* **WHAT YOU SHOULD DO**:
Wherever the word "trail" appears in the entries, copy the whole line.

* **MATERIAL PROVIDED**:

<<<<

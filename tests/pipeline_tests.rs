use std::collections::HashSet;
use std::fs;
use std::sync::Arc;

use chrono::{TimeZone, Utc};
use serde_json::Value;

use songrec_api::{
    models::InteractionKind,
    services::{
        catalog::Catalog,
        encoder::FeatureEncoding,
        recommendations::{RecommenderManager, RecommenderSettings},
        results::ResultsWriter,
        scoring::SimilarityMetric,
        simulation::{default_agents, run_simulation, SimulationOptions},
    },
};

const FIXTURE: &str = "tests/fixtures/songs.csv";

fn manager(encoding: FeatureEncoding, metric: SimilarityMetric) -> RecommenderManager {
    let report = Catalog::from_path(FIXTURE).unwrap();
    let settings = RecommenderSettings {
        metric,
        ..RecommenderSettings::default()
    };
    RecommenderManager::new(Arc::new(report.catalog), encoding, settings).unwrap()
}

fn options(seed: u64) -> SimulationOptions {
    SimulationOptions {
        recommendations: 5,
        seed,
        now: Utc.with_ymd_and_hms(2024, 5, 1, 12, 0, 0).unwrap(),
    }
}

#[test]
fn test_fixture_loads_with_reported_problems() {
    let report = Catalog::from_path(FIXTURE).unwrap();
    assert_eq!(report.catalog.len(), 24);

    let lines: Vec<u64> = report.problems.iter().map(|p| p.line).collect();
    assert_eq!(lines, vec![12, 27]);

    let ids: HashSet<&str> = report.catalog.songs().iter().map(|s| s.id.as_str()).collect();
    assert_eq!(ids.len(), report.catalog.len());
    assert_eq!(report.catalog.year_range(), Some((1971, 2019)));
}

#[test]
fn test_missing_catalog_is_fatal() {
    assert!(Catalog::from_path("tests/fixtures/nope.csv").is_err());
}

#[test]
fn test_simulation_writes_results() {
    let mut manager = manager(FeatureEncoding::MinMax, SimilarityMetric::Cosine);
    let mut agents = default_agents();
    let report = run_simulation(&mut manager, &mut agents, options(42)).unwrap();

    let dir = tempfile::tempdir().unwrap();
    let run_dir = ResultsWriter::new(dir.path()).write(&report).unwrap();
    assert!(run_dir.ends_with("run_20240501_120000"));

    let onboarding = fs::read_to_string(run_dir.join("onboarding.jsonl")).unwrap();
    assert_eq!(onboarding.lines().count(), 5);
    let first: Value = serde_json::from_str(onboarding.lines().next().unwrap()).unwrap();
    assert_eq!(first["agent_id"], "pop_enthusiast");

    let profiles = fs::read_to_string(run_dir.join("profiles.jsonl")).unwrap();
    assert_eq!(profiles.lines().count(), 5);

    let recommendations = fs::read_to_string(run_dir.join("recommendations.jsonl")).unwrap();
    for line in recommendations.lines() {
        let round: Value = serde_json::from_str(line).unwrap();
        let entries = round["result"]["entries"].as_array().unwrap();
        assert_eq!(entries.len(), 5);
        let scores: Vec<f64> = entries.iter().map(|e| e["score"].as_f64().unwrap()).collect();
        assert!(scores.windows(2).all(|w| w[0] >= w[1]));
    }

    let summary: Value =
        serde_json::from_str(&fs::read_to_string(run_dir.join("summary.json")).unwrap()).unwrap();
    assert_eq!(summary["agents"], 5);
    assert_eq!(summary["total_recommendations"], 25);
    assert_eq!(summary["seed"], 42);
}

#[test]
fn test_simulation_is_reproducible() {
    let ranked = |seed: u64| {
        let mut manager = manager(FeatureEncoding::MinMax, SimilarityMetric::Cosine);
        let report = run_simulation(&mut manager, &mut default_agents(), options(seed)).unwrap();
        report
            .rounds
            .iter()
            .map(|round| {
                round
                    .result
                    .entries
                    .iter()
                    .map(|e| (e.song.id.clone(), e.score))
                    .collect::<Vec<_>>()
            })
            .collect::<Vec<_>>()
    };

    assert_eq!(ranked(7), ranked(7));
}

#[test]
fn test_recommendations_skip_onboarding_songs() {
    let mut manager = manager(FeatureEncoding::MinMax, SimilarityMetric::InverseDistance);
    let report = run_simulation(&mut manager, &mut default_agents(), options(3)).unwrap();

    for (onboarding, round) in report.onboarding.iter().zip(&report.rounds) {
        let heard: HashSet<&str> = onboarding.ratings.iter().map(|r| r.song.id.as_str()).collect();
        assert!(round.result.songs().all(|s| !heard.contains(s.id.as_str())));
    }
}

#[test]
fn test_rated_recommendations_feed_profiles() {
    let mut manager = manager(FeatureEncoding::Raw, SimilarityMetric::Cosine);
    let report = run_simulation(&mut manager, &mut default_agents(), options(11)).unwrap();

    for round in &report.rounds {
        let rated = round.ratings.iter().filter(|r| r.rating.is_some()).count();
        let profile = manager.profile(&round.agent_id).unwrap();
        let recorded = profile
            .interactions
            .iter()
            .filter(|i| i.kind == InteractionKind::Recommendation)
            .count();
        assert_eq!(recorded, rated);
    }
}
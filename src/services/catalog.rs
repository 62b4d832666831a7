use std::collections::{BTreeMap, HashMap, HashSet};
use std::io::Read;
use std::path::Path;

use rand::{seq::SliceRandom, Rng};
use serde::Deserialize;

use crate::{
    error::{AppError, AppResult},
    models::{parse_release_year, AudioFeatures, Song},
    services::ranker::{self, Ranked},
};

/// Columns a catalog file must provide
const REQUIRED_COLUMNS: [&str; 7] = [
    "track_id",
    "track_name",
    "danceability",
    "energy",
    "acousticness",
    "valence",
    "tempo",
];

/// Raw CSV row, matching the Spotify 30k songs dataset headers
#[derive(Debug, Deserialize)]
struct SongRecord {
    track_id: Option<String>,
    track_name: Option<String>,
    #[serde(default)]
    track_artist: Option<String>,
    #[serde(default, deserialize_with = "csv::invalid_option")]
    track_popularity: Option<f64>,
    #[serde(default)]
    track_album_release_date: Option<String>,
    #[serde(default)]
    playlist_genre: Option<String>,
    #[serde(default)]
    playlist_subgenre: Option<String>,
    #[serde(default, deserialize_with = "csv::invalid_option")]
    danceability: Option<f64>,
    #[serde(default, deserialize_with = "csv::invalid_option")]
    energy: Option<f64>,
    #[serde(default, deserialize_with = "csv::invalid_option")]
    acousticness: Option<f64>,
    #[serde(default, deserialize_with = "csv::invalid_option")]
    instrumentalness: Option<f64>,
    #[serde(default, deserialize_with = "csv::invalid_option")]
    valence: Option<f64>,
    #[serde(default, deserialize_with = "csv::invalid_option")]
    tempo: Option<f64>,
    #[serde(default, deserialize_with = "csv::invalid_option")]
    duration_ms: Option<f64>,
}

fn non_empty(value: Option<String>) -> Option<String> {
    value.filter(|v| !v.trim().is_empty())
}
use axum::{
    http::StatusCode,
    response::{IntoResponse, Response},
    Json,
};
use serde_json::json;

/// Application-level errors
#[derive(thiserror::Error, Debug)]
pub enum AppError {
    #[error("I/O error: {0}")]
    Io(#[from] std::io::Error),

    #[error("CSV error: {0}")]
    Csv(#[from] csv::Error),

    #[error("Serialization error: {0}")]
    Serialization(#[from] serde_json::Error),

    #[error("Not found: {0}")]
    NotFound(String),

    #[error("Invalid input: {0}")]
    InvalidInput(String),

    #[error("Conflict: {0}")]
    Conflict(String),

    #[error("Catalog is empty")]
    EmptyCatalog,

    #[error("Feature dimension mismatch: expected {expected}, found {found}")]
    DimensionMismatch { expected: usize, found: usize },

    #[error("Internal server error: {0}")]
    Internal(String),
}

impl IntoResponse for AppError {
    fn into_response(self) -> Response {
        let (status, message) = match self {
            AppError::NotFound(msg) => (StatusCode::NOT_FOUND, msg),
            AppError::InvalidInput(msg) => (StatusCode::BAD_REQUEST, msg),
            AppError::Conflict(msg) => (StatusCode::CONFLICT, msg),
            AppError::EmptyCatalog | AppError::DimensionMismatch { .. } => {
                (StatusCode::UNPROCESSABLE_ENTITY, self.to_string())
            }
            AppError::Io(_)
            | AppError::Csv(_)
            | AppError::Serialization(_)
            | AppError::Internal(_) => (StatusCode::INTERNAL_SERVER_ERROR, self.to_string()),
        };

        if status.is_server_error() {
            tracing::error!(error = %message, "Request failed");
        }

        let body = Json(json!({
            "error": message
        }));

        (status, body).into_response()
    }
}

pub type AppResult<T> = Result<T, AppError>;
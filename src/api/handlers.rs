use std::collections::BTreeMap;

use axum::{
    extract::{Path, State},
    http::StatusCode,
    Json,
};
use chrono::Utc;
use serde::{Deserialize, Serialize};
use serde_json::{json, Value};

use crate::{
    error::{AppError, AppResult},
    models::{InteractionKind, MusicAgent, ProfileSummary, RecommendationResult, Song},
    services::onboarding::{self, OnboardingRecord},
};

use super::{
    extract::{AppJson, AppQuery},
    AppState,
};

/// Largest page a search may return
const MAX_SEARCH_LIMIT: usize = 100;

// Request/Response types

#[derive(Debug, Deserialize)]
pub struct SearchParams {
    pub q: String,
    pub limit: Option<usize>,
}

#[derive(Debug, Clone, Copy, Default, Deserialize, Serialize, PartialEq, Eq)]
#[serde(rename_all = "snake_case")]
pub enum SimilarBy {
    #[default]
    Features,
    Metadata,
}

#[derive(Debug, Deserialize)]
pub struct SimilarParams {
    pub n: Option<usize>,
    #[serde(default)]
    pub by: SimilarBy,
}

#[derive(Debug, Serialize)]
pub struct SimilarSong {
    #[serde(flatten)]
    pub song: Song,
    /// Feature similarity; absent for metadata matches
    #[serde(skip_serializing_if = "Option::is_none")]
    pub similarity: Option<f64>,
}

#[derive(Debug, Serialize)]
pub struct SimilarSongsResponse {
    pub song_id: String,
    pub by: SimilarBy,
    pub songs: Vec<SimilarSong>,
}

#[derive(Debug, Clone, Copy, Deserialize, PartialEq, Eq)]
#[serde(rename_all = "snake_case")]
pub enum Archetype {
    Pop,
    Classical,
    GenreFocused,
    General,
}

#[derive(Debug, Deserialize)]
pub struct CreateAgentRequest {
    pub agent_id: String,
    pub archetype: Archetype,
    pub primary_genre: Option<String>,
    #[serde(default)]
    pub secondary_genres: Vec<String>,
}

impl CreateAgentRequest {
    fn into_agent(self) -> AppResult<MusicAgent> {
        let agent_id = self.agent_id.trim();
        if agent_id.is_empty() {
            return Err(AppError::InvalidInput("agent_id must not be empty".to_string()));
        }

        Ok(match self.archetype {
            Archetype::Pop => MusicAgent::pop(agent_id),
            Archetype::Classical => MusicAgent::classical(agent_id),
            Archetype::General => MusicAgent::general(agent_id),
            Archetype::GenreFocused => {
                let primary = self
                    .primary_genre
                    .as_deref()
                    .map(str::trim)
                    .filter(|g| !g.is_empty())
                    .ok_or_else(|| {
                        AppError::InvalidInput(
                            "primary_genre is required for genre_focused agents".to_string(),
                        )
                    })?;
                let secondaries: Vec<&str> =
                    self.secondary_genres.iter().map(String::as_str).collect();
                MusicAgent::genre_focused(agent_id, primary, &secondaries)
            }
        })
    }
}

#[derive(Debug, Serialize)]
pub struct AgentSummary {
    pub agent_id: String,
    pub archetype: String,
    pub genres: Vec<String>,
    pub onboarded: bool,
}

#[derive(Debug, Deserialize)]
pub struct InteractionRequest {
    pub song_id: String,
    pub rating: Option<u8>,
    #[serde(default)]
    pub skipped: bool,
}

#[derive(Debug, Clone, Copy, Deserialize, PartialEq, Eq)]
#[serde(rename_all = "snake_case")]
pub enum Fallback {
    Popular,
}

#[derive(Debug, Deserialize)]
pub struct RecommendationParams {
    pub n: Option<usize>,
    pub fallback: Option<Fallback>,
}

// Handlers

/// Health check endpoint
pub async fn health_check(State(state): State<AppState>) -> (StatusCode, Json<Value>) {
    let inner = state.inner.read().await;
    (
        StatusCode::OK,
        Json(json!({
            "status": "healthy",
            "songs": inner.manager.catalog().len(),
            "agents": inner.agents.len(),
        })),
    )
}

/// Search songs by name or artist
pub async fn search_songs(
    State(state): State<AppState>,
    AppQuery(params): AppQuery<SearchParams>,
) -> AppResult<Json<Vec<Song>>> {
    if params.q.trim().is_empty() {
        return Err(AppError::InvalidInput("Query must not be empty".to_string()));
    }
    let limit = params.limit.unwrap_or(20).min(MAX_SEARCH_LIMIT);

    let inner = state.inner.read().await;
    let songs = inner
        .manager
        .catalog()
        .search(&params.q, limit)
        .into_iter()
        .cloned()
        .collect();
    Ok(Json(songs))
}

pub async fn get_song(
    State(state): State<AppState>,
    Path(song_id): Path<String>,
) -> AppResult<Json<Song>> {
    let inner = state.inner.read().await;
    inner
        .manager
        .catalog()
        .get_song(&song_id)
        .cloned()
        .map(Json)
        .ok_or_else(|| AppError::NotFound(format!("Song {}", song_id)))
}

/// Songs close to one song, by audio features or by artist/genre/era
pub async fn similar_songs(
    State(state): State<AppState>,
    Path(song_id): Path<String>,
    AppQuery(params): AppQuery<SimilarParams>,
) -> AppResult<Json<SimilarSongsResponse>> {
    let n = params.n.unwrap_or(state.config.default_recommendations);
    let inner = state.inner.read().await;

    let songs = match params.by {
        SimilarBy::Features => inner
            .manager
            .similar_songs_by_features(&song_id, n)?
            .into_iter()
            .map(|entry| SimilarSong {
                song: entry.song,
                similarity: Some(entry.score),
            })
            .collect(),
        SimilarBy::Metadata => inner
            .manager
            .catalog()
            .similar_songs_by_metadata(&song_id, n)?
            .into_iter()
            .map(|song| SimilarSong {
                song: song.clone(),
                similarity: None,
            })
            .collect(),
    };

    Ok(Json(SimilarSongsResponse {
        song_id,
        by: params.by,
        songs,
    }))
}

/// Number of catalog songs per genre
pub async fn genre_distribution(State(state): State<AppState>) -> Json<BTreeMap<String, usize>> {
    let inner = state.inner.read().await;
    Json(inner.manager.catalog().genre_distribution())
}

/// Register a new agent
pub async fn create_agent(
    State(state): State<AppState>,
    AppJson(request): AppJson<CreateAgentRequest>,
) -> AppResult<(StatusCode, Json<MusicAgent>)> {
    let agent = request.into_agent()?;

    let mut inner = state.inner.write().await;
    if inner.agents.contains_key(&agent.agent_id) {
        return Err(AppError::Conflict(format!(
            "Agent {} already exists",
            agent.agent_id
        )));
    }

    tracing::info!(agent_id = %agent.agent_id, archetype = %agent.archetype, "Agent registered");
    inner.agents.insert(agent.agent_id.clone(), agent.clone());

    Ok((StatusCode::CREATED, Json(agent)))
}

/// Get all registered agents
pub async fn list_agents(State(state): State<AppState>) -> Json<Vec<AgentSummary>> {
    let inner = state.inner.read().await;
    let agents = inner
        .agents
        .values()
        .map(|agent| AgentSummary {
            agent_id: agent.agent_id.clone(),
            archetype: agent.archetype.clone(),
            genres: agent
                .genre_preferences
                .iter()
                .map(|gp| gp.genre.clone())
                .collect(),
            onboarded: inner.manager.has_profile(&agent.agent_id),
        })
        .collect();
    Json(agents)
}

/// Run onboarding for a registered agent
pub async fn onboard_agent(
    State(state): State<AppState>,
    Path(agent_id): Path<String>,
) -> AppResult<(StatusCode, Json<OnboardingRecord>)> {
    let mut guard = state.inner.write().await;
    let inner = &mut *guard;

    let agent = inner
        .agents
        .get(&agent_id)
        .ok_or_else(|| AppError::NotFound(format!("Agent {}", agent_id)))?;

    let record = onboarding::onboard_agent(&mut inner.manager, agent, Utc::now(), &mut inner.rng)?;
    Ok((StatusCode::CREATED, Json(record)))
}

pub async fn get_profile(
    State(state): State<AppState>,
    Path(agent_id): Path<String>,
) -> AppResult<Json<ProfileSummary>> {
    let inner = state.inner.read().await;
    inner
        .manager
        .profile(&agent_id)
        .map(|profile| Json(profile.summary()))
        .ok_or_else(|| AppError::NotFound(format!("Profile for agent {}", agent_id)))
}

/// Record a listen or rating and return the updated profile
pub async fn add_interaction(
    State(state): State<AppState>,
    Path(agent_id): Path<String>,
    AppJson(request): AppJson<InteractionRequest>,
) -> AppResult<(StatusCode, Json<ProfileSummary>)> {
    let mut inner = state.inner.write().await;
    inner.manager.add_interaction(
        &agent_id,
        &request.song_id,
        request.rating,
        request.skipped,
        InteractionKind::Listen,
        Utc::now(),
    )?;

    let summary = inner
        .manager
        .profile(&agent_id)
        .map(|profile| profile.summary())
        .ok_or_else(|| AppError::Internal(format!("Profile for {} vanished", agent_id)))?;
    Ok((StatusCode::CREATED, Json(summary)))
}

/// Ranked recommendations for an agent
///
/// Agents without a profile get a 404 unless `fallback=popular` is given.
pub async fn get_recommendations(
    State(state): State<AppState>,
    Path(agent_id): Path<String>,
    AppQuery(params): AppQuery<RecommendationParams>,
) -> AppResult<Json<RecommendationResult>> {
    let n = params.n.unwrap_or(state.config.default_recommendations);
    let now = Utc::now();
    let inner = state.inner.read().await;

    if !inner.manager.has_profile(&agent_id) && params.fallback == Some(Fallback::Popular) {
        return Ok(Json(inner.manager.popular_fallback(&agent_id, n, now)));
    }

    let result = inner.manager.get_recommendations(&agent_id, n, now)?;
    Ok(Json(result))
}
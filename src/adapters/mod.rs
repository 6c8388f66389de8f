//! Adapters: SQLite persistence and built-in action executors.

pub mod executors;
pub mod sqlite;
//! Action-executor implementations shipped with the crate.

pub mod dry_run;

pub use dry_run::{default_executors, DryRunExecutor};
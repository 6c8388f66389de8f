//! End-to-end pass over the SQLite adapters: rule + observation in the
//! database, one `run_once`, and the full fire → execute → learn trail.

mod common;

use std::sync::Arc;
use std::time::Duration;

use adwatch::adapters::sqlite::{
    create_migrated_test_pool, SqliteExecutionLog, SqliteMetricSource, SqliteRuleStore,
    SqliteWeightStore,
};
use adwatch::application::ControlLoop;
use adwatch::domain::models::{LearningConfig, RetryConfig, SchedulerConfig, WeightKey};
use adwatch::domain::ports::{ExecutionLog, MetricSource, RuleStore, WeightStore};
use adwatch::services::{
    ActionRegistry, ExecutionScheduler, FeedbackLearner, TriggerEvaluator,
};

use common::{make_observation, make_rule, Scripted, ScriptedExecutor};

struct Harness {
    control_loop: ControlLoop,
    rule_store: Arc<SqliteRuleStore>,
    metric_source: Arc<SqliteMetricSource>,
    execution_log: Arc<SqliteExecutionLog>,
    weight_store: Arc<SqliteWeightStore>,
}

async fn harness(executors: Vec<ScriptedExecutor>) -> Harness {
    let pool = create_migrated_test_pool().await.unwrap();
    let rule_store = Arc::new(SqliteRuleStore::new(pool.clone()));
    let metric_source = Arc::new(SqliteMetricSource::new(pool.clone()));
    let execution_log = Arc::new(SqliteExecutionLog::new(pool.clone()));
    let weight_store = Arc::new(SqliteWeightStore::new(pool));

    let mut registry = ActionRegistry::new();
    for executor in executors {
        registry.register(Arc::new(executor)).unwrap();
    }

    let scheduler_config = SchedulerConfig {
        max_concurrent_actions: 2,
        ..SchedulerConfig::default()
    };
    let retry = RetryConfig {
        base_delay_ms: 1,
        backoff_multiplier: 2.0,
        max_delay_ms: 10,
    };

    let scheduler = Arc::new(ExecutionScheduler::new(
        Arc::new(registry),
        rule_store.clone() as Arc<dyn RuleStore>,
        execution_log.clone() as Arc<dyn ExecutionLog>,
        &scheduler_config,
        retry,
    ));
    let learner = Arc::new(FeedbackLearner::new(
        execution_log.clone() as Arc<dyn ExecutionLog>,
        weight_store.clone() as Arc<dyn WeightStore>,
        LearningConfig::default(),
    ));

    let control_loop = ControlLoop::new(
        TriggerEvaluator::new(),
        scheduler,
        learner,
        rule_store.clone() as Arc<dyn RuleStore>,
        metric_source.clone() as Arc<dyn MetricSource>,
        execution_log.clone() as Arc<dyn ExecutionLog>,
        &scheduler_config,
    );

    Harness {
        control_loop,
        rule_store,
        metric_source,
        execution_log,
        weight_store,
    }
}

#[tokio::test]
async fn single_violation_fires_executes_and_learns() {
    let executor = ScriptedExecutor::new("pause_campaign", vec![Scripted::Succeed]);
    let h = harness(vec![executor]).await;

    let mut rule = make_rule("cpc-spike", 5.0, "pause_campaign");
    rule.cooldown = Some(Duration::from_secs(3600));
    h.rule_store.create(&rule).await.unwrap();
    h.metric_source
        .insert(&make_observation(6.2))
        .await
        .unwrap();

    let summary = h.control_loop.run_once().await.unwrap();
    assert_eq!(summary.triggered, 1);
    assert_eq!(summary.succeeded, 1);
    assert_eq!(summary.failed, 0);

    // Bookkeeping: last_fired set, fire_count incremented exactly once.
    let stored = h.rule_store.get(rule.id).await.unwrap().unwrap();
    assert_eq!(stored.fire_count, 1);
    assert!(stored.last_fired.is_some());

    // The execution trail is durable and the learner versioned a weight.
    let recent = h
        .execution_log
        .recent(Duration::from_secs(3600), None, None)
        .await
        .unwrap();
    assert_eq!(recent.len(), 1);
    assert_eq!(recent[0].rule_id, Some(rule.id));

    // Learning keys include the campaign scope carried by the observation.
    let mut key = WeightKey::new("ppc", "cost_per_click");
    key.scope = Some("cmp-1".to_string());
    let weight = h.weight_store.active(&key).await.unwrap();
    assert!(weight.is_some());
}

#[tokio::test]
async fn cooldown_suppresses_second_pass() {
    let executor = ScriptedExecutor::new("pause_campaign", vec![Scripted::Succeed]);
    let h = harness(vec![executor]).await;

    let mut rule = make_rule("cooldown-rule", 5.0, "pause_campaign");
    rule.cooldown = Some(Duration::from_secs(3600));
    h.rule_store.create(&rule).await.unwrap();
    h.metric_source
        .insert(&make_observation(7.5))
        .await
        .unwrap();

    let first = h.control_loop.run_once().await.unwrap();
    assert_eq!(first.triggered, 1);

    // Same observations, but the rule is now inside its cooldown window.
    let second = h.control_loop.run_once().await.unwrap();
    assert_eq!(second.triggered, 0);

    let stored = h.rule_store.get(rule.id).await.unwrap().unwrap();
    assert_eq!(stored.fire_count, 1);
}

#[tokio::test]
async fn pass_with_no_matching_metrics_is_quiet() {
    let executor = ScriptedExecutor::new("pause_campaign", vec![Scripted::Succeed]);
    let h = harness(vec![executor]).await;

    let rule = make_rule("quiet-rule", 5.0, "pause_campaign");
    h.rule_store.create(&rule).await.unwrap();
    // Below threshold: nothing should fire.
    h.metric_source
        .insert(&make_observation(3.0))
        .await
        .unwrap();

    let summary = h.control_loop.run_once().await.unwrap();
    assert_eq!(summary.triggered, 0);
    assert_eq!(summary.succeeded, 0);

    let stored = h.rule_store.get(rule.id).await.unwrap().unwrap();
    assert_eq!(stored.fire_count, 0);
    assert!(stored.last_fired.is_none());
}

#[tokio::test]
async fn failing_action_is_reported_not_fatal() {
    let executor = ScriptedExecutor::new(
        "pause_campaign",
        vec![Scripted::Fail, Scripted::Fail, Scripted::Fail, Scripted::Fail],
    )
    .with_max_retries(2);
    let ok_executor = ScriptedExecutor::new("notify_team", vec![Scripted::Succeed]);
    let h = harness(vec![executor, ok_executor]).await;

    let failing = make_rule("failing-rule", 5.0, "pause_campaign");
    let notifying = make_rule("notify-rule", 5.0, "notify_team");
    h.rule_store.create(&failing).await.unwrap();
    h.rule_store.create(&notifying).await.unwrap();
    h.metric_source
        .insert(&make_observation(9.9))
        .await
        .unwrap();

    let summary = h.control_loop.run_once().await.unwrap();
    assert_eq!(summary.triggered, 2);
    assert_eq!(summary.succeeded, 1);
    assert_eq!(summary.failed, 1);
    assert_eq!(summary.failures.len(), 1);
    assert_eq!(summary.failures[0].action_type, "pause_campaign");
}

#[tokio::test]
async fn loop_start_stop_lifecycle_is_clean() {
    let executor = ScriptedExecutor::new("pause_campaign", vec![]);
    let h = harness(vec![executor]).await;

    h.control_loop.start().await.unwrap();
    tokio::time::sleep(Duration::from_millis(50)).await;
    h.control_loop.stop().await.unwrap();

    let stats = h.control_loop.stats().await;
    assert_eq!(stats.state, adwatch::application::LoopState::Stopped);
    // The immediate first tick ran at least one (empty) pass.
    assert!(stats.passes_completed >= 1);
}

>>>>

* **RESPONSE FOR THIS EXERCISE**:
//! database, one `run_once`, and the full fire → execute → learn trail.
    // The execution trail is durable and the learner versioned a weight.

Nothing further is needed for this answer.